Tam Pà Ling Cave in the Annamite Mountain range in Northern Laos has recently provided groundbreaking insights into the timeline of human arrival in Southeast Asia.
- Tam Pà Ling Cave features a sloping structure formed by periodic slope wash deposition.
What are the Key Findings in Tam Pa Ling Cave?
- Prolonged Human Presence: The excavation revealed evidence suggesting that humans have inhabited the vicinity of Tam Pà Ling Cave for approximately 56,000 years, challenging previous assumptions.
- Steady Sediment Accumulation: Contrary to earlier beliefs, the site's sediment layers accumulated steadily over an estimated period of 86,000 years, rather than through rapid sedimentation events.
- Arrival Timeline: The discovery of a leg bone fragment, found seven meters deep, indicates that modern humans arrived in the region between 86,000 and 68,000 years ago.
- The evidence from Tam Pà Ling has pushed back the timing of Homo sapiens' arrival in Southeast Asia.
- Denisovan Connection: Remarkably, a tooth, estimated to be 150,000 years old, was found in the Cave, linking it to the presence of Denisovans, an extinct human relative.
Denisovans:
- Extinct Human Relatives: Denisovans represent a distinct human lineage, primarily known from remains discovered in Siberia and Tibet.
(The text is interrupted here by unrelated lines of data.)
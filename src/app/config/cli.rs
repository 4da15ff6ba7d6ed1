use super::groups::{ClientConfig, RetryConfig, WarehouseConfig};
use super::{ClientType, ConfigError, LogFormat, LogLevel, TransformerConfig};
use clap::Parser;
use std::path::PathBuf;
use std::time::Duration;

#[derive(Parser, Debug, Clone)]
#[command(author, version, about, long_about = None)]
pub struct Config {
    /// File holding a JSON array of events (reads stdin when omitted)
    pub input: Option<PathBuf>,

    /// Transformation service base URL
    #[arg(long, env = "DEST_TRANSFORM_URL", default_value = "http://localhost:9090")]
    pub dest_transform_url: String,

    /// Per-request timeout in milliseconds
    #[arg(long, env = "TRANSFORMER_TIMEOUT_MS", default_value = "600000")]
    pub timeout_ms: u64,

    /// Retries after the first attempt
    #[arg(long, env = "TRANSFORMER_MAX_RETRY", default_value = "30")]
    pub max_retry: u32,

    /// Initial retry backoff in milliseconds
    #[arg(long, env = "TRANSFORMER_MIN_RETRY_BACKOFF_MS", default_value = "500")]
    pub min_backoff_ms: u64,

    /// Maximum retry backoff in milliseconds
    #[arg(long, env = "TRANSFORMER_MAX_RETRY_BACKOFF_MS", default_value = "30000")]
    pub max_backoff_ms: u64,

    /// Randomize retry backoff
    #[arg(long, env = "TRANSFORMER_RETRY_JITTER")]
    pub retry_jitter: bool,

    /// Events per request (0 sends everything at once)
    #[arg(long, env = "TRANSFORM_BATCH_SIZE", default_value = "200")]
    pub batch_size: usize,

    /// Requests in flight at once
    #[arg(long, env = "TRANSFORMER_MAX_CONCURRENCY", default_value = "8")]
    pub max_concurrency: usize,

    /// Turn timed out batches into failed events instead of aborting
    #[arg(long, env = "TRANSFORMER_FAIL_ON_USER_TRANSFORM_TIMEOUT")]
    pub fail_on_user_transform_timeout: bool,

    /// Turn failed batches into failed events instead of aborting
    #[arg(long, env = "TRANSFORMER_FAIL_ON_ERROR")]
    pub fail_on_error: bool,

    /// Send requests in the compacted format
    #[arg(long, env = "TRANSFORMER_COMPACTION_ENABLED")]
    pub compaction_enabled: bool,

    /// Warn about requests running longer than this many milliseconds
    #[arg(long, env = "TRANSFORMER_LONG_RUNNING_THRESHOLD_MS", default_value = "120000")]
    pub long_running_threshold_ms: u64,

    /// HTTP client strategy
    #[arg(long, env = "TRANSFORMER_CLIENT_TYPE", default_value = "stdlib")]
    pub client_type: ClientType,

    /// Idle connections kept per host
    #[arg(long, env = "TRANSFORMER_MAX_IDLE_CONNS_PER_HOST", default_value = "64")]
    pub max_idle_connections_per_host: usize,

    /// Connect timeout in milliseconds
    #[arg(long, env = "TRANSFORMER_CONNECT_TIMEOUT_MS", default_value = "10000")]
    pub connect_timeout_ms: u64,

    /// Pool lifetime of the recycled client in milliseconds
    #[arg(long, env = "TRANSFORMER_RECYCLE_TTL_MS", default_value = "60000")]
    pub recycle_ttl_ms: u64,

    /// Backend re-resolution interval of the load-balanced client in milliseconds
    #[arg(long, env = "TRANSFORMER_LB_REFRESH_INTERVAL_MS", default_value = "30000")]
    pub lb_refresh_interval_ms: u64,

    /// Add warehouse query parameters to warehouse destination URLs
    #[arg(long, env = "ENABLE_WAREHOUSE_TRANSFORMATIONS")]
    pub enable_warehouse_transformations: bool,

    /// Ask the service to resolve warehouse ids
    #[arg(long, env = "WAREHOUSE_ENABLE_ID_RESOLUTION")]
    pub enable_id_resolution: bool,

    /// Enable array support for ClickHouse
    #[arg(long, env = "CLICKHOUSE_ENABLE_ARRAY_SUPPORT")]
    pub clickhouse_enable_array_support: bool,

    /// Log level
    #[arg(long, env = "LOG_LEVEL", default_value = "info")]
    pub log_level: LogLevel,

    /// Log output format
    #[arg(long, env = "LOG_FORMAT", default_value = "compact")]
    pub log_format: LogFormat,

    /// TOML file with transformer settings; replaces the flags above
    #[arg(long, env = "CONFIG_FILE")]
    pub config_file: Option<PathBuf>,

    /// Print collected metrics to stderr when done
    #[arg(long)]
    pub dump_metrics: bool,

    /// Derived settings (not CLI arguments)
    #[arg(skip)]
    pub transformer: TransformerConfig,
}

impl Config {
    pub fn from_args<I, T>(args: I) -> Result<Self, ConfigError>
    where
        I: IntoIterator<Item = T>,
        T: Into<std::ffi::OsString> + Clone,
    {
        let mut config = Config::parse_from(args);
        config.post_process()?;
        Ok(config)
    }

    /// Builds [`TransformerConfig`] from the flags, or from `config_file` when set.
    pub fn post_process(&mut self) -> Result<(), ConfigError> {
        self.transformer = match &self.config_file {
            Some(path) => TransformerConfig::from_file(path)?,
            None => self.flags_to_transformer_config(),
        };
        self.transformer.validate()
    }

    fn flags_to_transformer_config(&self) -> TransformerConfig {
        TransformerConfig {
            dest_transform_url: self.dest_transform_url.clone(),
            timeout: Duration::from_millis(self.timeout_ms),
            batch_size: self.batch_size,
            max_concurrency: self.max_concurrency,
            fail_on_user_transform_timeout: self.fail_on_user_transform_timeout,
            fail_on_error: self.fail_on_error,
            compaction_enabled: self.compaction_enabled,
            long_running_threshold: Duration::from_millis(self.long_running_threshold_ms),
            retry: RetryConfig {
                max_retry: self.max_retry,
                min_backoff: Duration::from_millis(self.min_backoff_ms),
                max_backoff: Duration::from_millis(self.max_backoff_ms),
                jitter: self.retry_jitter,
            },
            client: ClientConfig {
                client_type: self.client_type,
                max_idle_connections_per_host: self.max_idle_connections_per_host,
                connect_timeout: Duration::from_millis(self.connect_timeout_ms),
                recycle_ttl: Duration::from_millis(self.recycle_ttl_ms),
                lb_refresh_interval: Duration::from_millis(self.lb_refresh_interval_ms),
            },
            warehouse: WarehouseConfig {
                enable_warehouse_transformations: self.enable_warehouse_transformations,
                enable_id_resolution: self.enable_id_resolution,
                clickhouse_enable_array_support: self.clickhouse_enable_array_support,
            },
        }
    }
}
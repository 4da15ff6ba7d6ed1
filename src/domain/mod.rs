//! Domain layer for dest-transformer.
//!
//! Contains the canonical types shared across all modules:
//! - `TransformerEvent`: one event record bound for a destination
//! - `TransformerResponse` / `Response`: per-event results and the aggregate result
//! - `TransformerError`: the outcome of a call that could not produce a result

pub mod error;
pub mod event;
pub mod response;

pub use error::{FaultKind, TransformerError};
pub use event::{
    Credential, Destination, DestinationDefinition, Message, Metadata, Transformation,
    TransformerEvent,
};
pub use response::{
    Response, TRANSFORMER_REQUEST_FAILURE, TRANSFORMER_REQUEST_TIMEOUT, TransformerResponse,
};
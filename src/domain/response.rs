use super::event::{Message, Metadata};
use serde::{Deserialize, Serialize};

/// Status attached to synthesized failure records when a batch request could
/// not be completed.
pub const TRANSFORMER_REQUEST_FAILURE: i32 = 909;

/// Status attached to synthesized failure records when a batch request timed out.
pub const TRANSFORMER_REQUEST_TIMEOUT: i32 = 919;

/// Per-event result returned by the transformation service.
#[derive(Debug, Clone, Default, PartialEq, Serialize, Deserialize)]
#[serde(rename_all = "camelCase")]
pub struct TransformerResponse {
    #[serde(default, deserialize_with = "null_as_empty")]
    pub output: Message,
    #[serde(default)]
    pub metadata: Metadata,
    pub status_code: i32,
    #[serde(default, skip_serializing_if = "String::is_empty")]
    pub error: String,
}

impl TransformerResponse {
    /// Status codes below 400 are successes.
    pub fn is_success(&self) -> bool {
        self.status_code < 400
    }

    /// Failure record for an event whose batch never got a usable response.
    pub fn synthesized_failure(metadata: Metadata, status_code: i32, error: String) -> Self {
        Self {
            output: Message::new(),
            metadata,
            status_code,
            error,
        }
    }
}

fn null_as_empty<'de, D>(deserializer: D) -> Result<Message, D::Error>
where
    D: serde::Deserializer<'de>,
{
    Ok(Option::<Message>::deserialize(deserializer)?.unwrap_or_default())
}

/// Aggregate result of one transform call, partitioned by status code.
///
/// Ordering inside either list carries no meaning; only membership does.
#[derive(Debug, Clone, Default, PartialEq, Serialize, Deserialize)]
#[serde(rename_all = "camelCase")]
pub struct Response {
    pub events: Vec<TransformerResponse>,
    pub failed_events: Vec<TransformerResponse>,
}

impl Response {
    pub fn len(&self) -> usize {
        self.events.len() + self.failed_events.len()
    }

    pub fn is_empty(&self) -> bool {
        self.len() == 0
    }

    /// Appends another partial result.
    pub fn merge(&mut self, other: Response) {
        self.events.extend(other.events);
        self.failed_events.extend(other.failed_events);
    }
}
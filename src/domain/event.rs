use serde::{Deserialize, Serialize};
use serde_json::{Map, Value};

/// Opaque event payload. Keys are kept in sorted order.
pub type Message = Map<String, Value>;

/// Pass-through correlation data attached to every event.
///
/// The transformer never interprets these fields; it only forwards them to the
/// service and matches them back on the response side.
#[derive(Debug, Clone, Default, PartialEq, Serialize, Deserialize)]
#[serde(rename_all = "camelCase")]
pub struct Metadata {
    #[serde(default, skip_serializing_if = "String::is_empty")]
    pub source_id: String,
    #[serde(default, skip_serializing_if = "String::is_empty")]
    pub source_name: String,
    #[serde(default, skip_serializing_if = "String::is_empty")]
    pub source_type: String,
    #[serde(default, skip_serializing_if = "String::is_empty")]
    pub source_category: String,
    #[serde(default, skip_serializing_if = "String::is_empty")]
    pub workspace_id: String,
    #[serde(default, skip_serializing_if = "String::is_empty")]
    pub destination_id: String,
    #[serde(default, skip_serializing_if = "String::is_empty")]
    pub destination_type: String,
    #[serde(default, skip_serializing_if = "String::is_empty")]
    pub destination_name: String,
    #[serde(default, skip_serializing_if = "String::is_empty")]
    pub transformation_id: String,
    #[serde(default, skip_serializing_if = "String::is_empty")]
    pub transformation_version_id: String,
    /// Any JSON value. `null` and an absent key are the same and never serialized.
    #[serde(default, skip_serializing_if = "Value::is_null")]
    pub record_id: Value,
    #[serde(default, skip_serializing_if = "String::is_empty")]
    pub message_id: String,
    #[serde(default, skip_serializing_if = "String::is_empty")]
    pub received_at: String,
    #[serde(default, skip_serializing_if = "String::is_empty")]
    pub event_name: String,
    #[serde(default, skip_serializing_if = "String::is_empty")]
    pub event_type: String,
    #[serde(default, skip_serializing_if = "is_zero")]
    pub job_id: i64,
}

fn is_zero(v: &i64) -> bool {
    *v == 0
}

#[derive(Debug, Clone, Default, PartialEq, Serialize, Deserialize)]
pub struct DestinationDefinition {
    #[serde(rename = "ID", default)]
    pub id: String,
    #[serde(rename = "Name", default)]
    pub name: String,
    #[serde(rename = "DisplayName", default)]
    pub display_name: String,
}

/// A user transformation attached to a destination.
#[derive(Debug, Clone, Default, PartialEq, Serialize, Deserialize)]
pub struct Transformation {
    #[serde(rename = "ID", default)]
    pub id: String,
    #[serde(rename = "VersionID", default)]
    pub version_id: String,
}

/// Already-resolved destination descriptor, produced upstream.
#[derive(Debug, Clone, Default, PartialEq, Serialize, Deserialize)]
pub struct Destination {
    #[serde(rename = "ID", default)]
    pub id: String,
    #[serde(rename = "Name", default)]
    pub name: String,
    #[serde(rename = "DestinationDefinition", default)]
    pub destination_definition: DestinationDefinition,
    #[serde(rename = "Config", default)]
    pub config: Map<String, Value>,
    #[serde(rename = "Enabled", default)]
    pub enabled: bool,
    #[serde(rename = "WorkspaceID", default)]
    pub workspace_id: String,
    #[serde(rename = "Transformations", default)]
    pub transformations: Vec<Transformation>,
}

#[derive(Debug, Clone, Default, PartialEq, Eq, Hash, Serialize, Deserialize)]
#[serde(rename_all = "camelCase")]
pub struct Credential {
    #[serde(default)]
    pub id: String,
    #[serde(default)]
    pub key: String,
    #[serde(default)]
    pub value: String,
    #[serde(default)]
    pub is_secret: bool,
}

/// One event record bound for a destination, as sent to the transformation service.
#[derive(Debug, Clone, Default, PartialEq, Serialize, Deserialize)]
pub struct TransformerEvent {
    #[serde(default)]
    pub message: Message,
    #[serde(default)]
    pub metadata: Metadata,
    #[serde(default)]
    pub destination: Destination,
    #[serde(default)]
    pub credentials: Vec<Credential>,
}

impl TransformerEvent {
    /// Destination type name used for endpoint resolution.
    pub fn destination_type(&self) -> &str {
        &self.destination.destination_definition.name
    }
}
- Interbreeding and Coexistence: They lived hundreds of thousands of years ago, overlapped with Neanderthals in some regions, and interbred with early modern humans, leaving traces of their genetic heritage in present-day human populations.
- Denisovan Cave: The identification of Denisovans was made following the discovery of fragmentary finger bone and teeth dating back approximately 40,000 years, found in the Denisovan Cave in Siberia.
What are the Dating Methods Used in Tam Pà Ling Cave?
- Luminescence Dating: Utilizes light-sensitive signals in buried sediment. It relies on minerals like quartz and feldspar.
- Quartz used to date the younger levels (top three meters of sediment).
- Feldspar is used for dating the lower levels (four to seven meters) where quartz is limited.
- Uranium Series Dating: Measures uranium and its decay products within a tooth or other samples.
- Electron Spin Resonance (ESR) Dating: Measures the number of electrons in tooth enamel which provides numerical age for the fossil based on the accumulation of trapped electrons over time.
- Sediment Dating: Determines the age of the sediment layers themselves, providing a framework for understanding the fossils found within. It relies on techniques like luminescence dating, uranium series dating, and micromorphology analysis (examines sediments under a microscope to establish the integrity of the layers).